#### [EXERCISE REQUIREMENTS]
Print each of the records below, leaving every word as it is.
EXERCISE MATERIAL Block Start
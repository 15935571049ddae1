//! Error types for fitfeed.

use axum::{
    Json,
    http::StatusCode,
    response::{IntoResponse, Response},
};
use serde_json::json;
use thiserror::Error;

/// Application result type.
pub type AppResult<T> = Result<T, AppError>;

/// Application error type.
#[derive(Debug, Error)]
pub enum AppError {
    // === Client Errors ===
    #[error("Not found: {0}")]
    NotFound(String),

    #[error("User not found: {0}")]
    UserNotFound(String),

    #[error("Post not found: {0}")]
    PostNotFound(String),

    #[error("Notification not found: {0}")]
    NotificationNotFound(String),

    #[error("Unauthorized")]
    Unauthorized,

    #[error("Forbidden: {0}")]
    Forbidden(String),

    #[error("Bad request: {0}")]
    BadRequest(String),

    #[error("Validation error: {0}")]
    Validation(String),

    #[error("Conflict: {0}")]
    Conflict(String),

    // === Server Errors ===
    #[error("Database error: {0}")]
    Database(String),

    #[error("Configuration error: {0}")]
    Config(String),

    #[error("Push delivery error: {0}")]
    PushDelivery(String),

    #[error("Internal error: {0}")]
    Internal(String),
}

impl AppError {
    /// Returns the HTTP status code for this error.
    #[must_use]
    pub const fn status_code(&self) -> StatusCode {
        match self {
            // 4xx Client Errors
            Self::NotFound(_)
            | Self::UserNotFound(_)
            | Self::PostNotFound(_)
            | Self::NotificationNotFound(_) => StatusCode::NOT_FOUND,
            Self::Unauthorized => StatusCode::UNAUTHORIZED,
            Self::Forbidden(_) => StatusCode::FORBIDDEN,
            Self::BadRequest(_) | Self::Validation(_) => StatusCode::BAD_REQUEST,
            Self::Conflict(_) => StatusCode::CONFLICT,

            // 5xx Server Errors
            Self::Database(_) | Self::Config(_) | Self::PushDelivery(_) | Self::Internal(_) => {
                StatusCode::INTERNAL_SERVER_ERROR
            }
        }
    }

    /// Returns the error code for API responses.
    #[must_use]
    pub const fn error_code(&self) -> &'static str {
        match self {
            Self::NotFound(_) => "NOT_FOUND",
            Self::UserNotFound(_) => "USER_NOT_FOUND",
            Self::PostNotFound(_) => "POST_NOT_FOUND",
            Self::NotificationNotFound(_) => "NOTIFICATION_NOT_FOUND",
            Self::Unauthorized => "UNAUTHORIZED",
            Self::Forbidden(_) => "FORBIDDEN",
            Self::BadRequest(_) => "BAD_REQUEST",
            Self::Validation(_) => "VALIDATION_ERROR",
            Self::Conflict(_) => "CONFLICT",
            Self::Database(_) => "DATABASE_ERROR",
            Self::Config(_) => "CONFIG_ERROR",
            Self::PushDelivery(_) => "PUSH_DELIVERY_ERROR",
            Self::Internal(_) => "INTERNAL_ERROR",
        }
    }

    /// Returns whether this error should be logged at error level.
    #[must_use]
    pub fn is_server_error(&self) -> bool {
        self.status_code().is_server_error()
    }
}

impl IntoResponse for AppError {
    fn into_response(self) -> Response {
        let status = self.status_code();
        let code = self.error_code();

        // Log server errors
        if self.is_server_error() {
            tracing::error!(error = %self, code = code, "Server error occurred");
        } else {
            tracing::debug!(error = %self, code = code, "Client error occurred");
        }

        let body = Json(json!({
            "success": false,
            "error": code,
            "message": self.to_string(),
        }));

        (status, body).into_response()
    }
}

// === From implementations ===

impl From<validator::ValidationErrors> for AppError {
    fn from(err: validator::ValidationErrors) -> Self {
        Self::Validation(err.to_string())
    }
}

impl From<config::ConfigError> for AppError {
    fn from(err: config::ConfigError) -> Self {
        Self::Config(err.to_string())
    }
}

impl From<anyhow::Error> for AppError {
    fn from(err: anyhow::Error) -> Self {
        Self::Internal(err.to_string())
    }
}

#[cfg(test)]
#[allow(clippy::unwrap_used)]
mod tests {
    use super::*;

    #[test]
    fn test_status_codes() {
        assert_eq!(
            AppError::NotFound("x".into()).status_code(),
            StatusCode::NOT_FOUND
        );
        assert_eq!(AppError::Unauthorized.status_code(), StatusCode::UNAUTHORIZED);
        assert_eq!(
            AppError::Forbidden("x".into()).status_code(),
            StatusCode::FORBIDDEN
        );
        assert_eq!(
            AppError::Validation("x".into()).status_code(),
            StatusCode::BAD_REQUEST
        );
        assert_eq!(
            AppError::Database("x".into()).status_code(),
            StatusCode::INTERNAL_SERVER_ERROR
        );
    }

    #[test]
    fn test_error_codes() {
        assert_eq!(AppError::Unauthorized.error_code(), "UNAUTHORIZED");
        assert_eq!(
            AppError::PushDelivery("x".into()).error_code(),
            "PUSH_DELIVERY_ERROR"
        );
    }
}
EXERCISE MATERIAL Block End
#### [SOLUTION FOR THIS PROBLEM]
repository 15935571049ddae1
//! Error types for fitfeed.

use axum::{
    Json,
    http::StatusCode,
    response::{IntoResponse, Response},
};
use serde_json::json;
use thiserror::Error;

/// Application result type.
pub type AppResult<T> = Result<T, AppError>;

/// Application error type.
#[derive(Debug, Error)]
pub enum AppError {
    // === Client Errors ===
    #[error("Not found: {0}")]
    NotFound(String),

    #[error("User not found: {0}")]
    UserNotFound(String),

    #[error("Post not found: {0}")]
    PostNotFound(String),

    #[error("Notification not found: {0}")]
    NotificationNotFound(String),

    #[error("Unauthorized")]
    Unauthorized,

    #[error("Forbidden: {0}")]
    Forbidden(String),

    #[error("Bad request: {0}")]
    BadRequest(String),

    #[error("Validation error: {0}")]
    Validation(String),

    #[error("Conflict: {0}")]
    Conflict(String),

    // === Server Errors ===
    #[error("Database error: {0}")]
    Database(String),

    #[error("Configuration error: {0}")]
    Config(String),

    #[error("Push delivery error: {0}")]
    PushDelivery(String),

    #[error("Internal error: {0}")]
    Internal(String),
}

impl AppError {
    /// Returns the HTTP status code for this error.
    #[must_use]
    pub const fn status_code(&self) -> StatusCode {
        match self {
            // 4xx Client Errors
            Self::NotFound(_)
            | Self::UserNotFound(_)
            | Self::PostNotFound(_)
            | Self::NotificationNotFound(_) => StatusCode::NOT_FOUND,
            Self::Unauthorized => StatusCode::UNAUTHORIZED,
            Self::Forbidden(_) => StatusCode::FORBIDDEN,
            Self::BadRequest(_) | Self::Validation(_) => StatusCode::BAD_REQUEST,
            Self::Conflict(_) => StatusCode::CONFLICT,

            // 5xx Server Errors
            Self::Database(_) | Self::Config(_) | Self::PushDelivery(_) | Self::Internal(_) => {
                StatusCode::INTERNAL_SERVER_ERROR
            }
        }
    }

    /// Returns the error code for API responses.
    #[must_use]
    pub const fn error_code(&self) -> &'static str {
        match self {
            Self::NotFound(_) => "NOT_FOUND",
            Self::UserNotFound(_) => "USER_NOT_FOUND",
            Self::PostNotFound(_) => "POST_NOT_FOUND",
            Self::NotificationNotFound(_) => "NOTIFICATION_NOT_FOUND",
            Self::Unauthorized => "UNAUTHORIZED",
            Self::Forbidden(_) => "FORBIDDEN",
            Self::BadRequest(_) => "BAD_REQUEST",
            Self::Validation(_) => "VALIDATION_ERROR",
            Self::Conflict(_) => "CONFLICT",
            Self::Database(_) => "DATABASE_ERROR",
            Self::Config(_) => "CONFIG_ERROR",
            Self::PushDelivery(_) => "PUSH_DELIVERY_ERROR",
            Self::Internal(_) => "INTERNAL_ERROR",
        }
    }

    /// Returns whether this error should be logged at error level.
    #[must_use]
    pub fn is_server_error(&self) -> bool {
        self.status_code().is_server_error()
    }
}

impl IntoResponse for AppError {
    fn into_response(self) -> Response {
        let status = self.status_code();
        let code = self.error_code();

        // Log server errors
        if self.is_server_error() {
            tracing::error!(error = %self, code = code, "Server error occurred");
        } else {
            tracing::debug!(error = %self, code = code, "Client error occurred");
        }

        let body = Json(json!({
            "success": false,
            "error": code,
            "message": self.to_string(),
        }));

        (status, body).into_response()
    }
}

// === From implementations ===

impl From<validator::ValidationErrors> for AppError {
    fn from(err: validator::ValidationErrors) -> Self {
        Self::Validation(err.to_string())
    }
}

impl From<config::ConfigError> for AppError {
    fn from(err: config::ConfigError) -> Self {
        Self::Config(err.to_string())
    }
}

impl From<anyhow::Error> for AppError {
    fn from(err: anyhow::Error) -> Self {
        Self::Internal(err.to_string())
    }
}

#[cfg(test)]
#[allow(clippy::unwrap_used)]
mod tests {
    use super::*;

    #[test]
    fn test_status_codes() {
        assert_eq!(
            AppError::NotFound("x".into()).status_code(),
            StatusCode::NOT_FOUND
        );
        assert_eq!(AppError::Unauthorized.status_code(), StatusCode::UNAUTHORIZED);
        assert_eq!(
            AppError::Forbidden("x".into()).status_code(),
            StatusCode::FORBIDDEN
        );
        assert_eq!(
            AppError::Validation("x".into()).status_code(),
            StatusCode::BAD_REQUEST
        );
        assert_eq!(
            AppError::Database("x".into()).status_code(),
            StatusCode::INTERNAL_SERVER_ERROR
        );
    }

    #[test]
    fn test_error_codes() {
        assert_eq!(AppError::Unauthorized.error_code(), "UNAUTHORIZED");
        assert_eq!(
            AppError::PushDelivery("x".into()).error_code(),
            "PUSH_DELIVERY_ERROR"
        );
    }
}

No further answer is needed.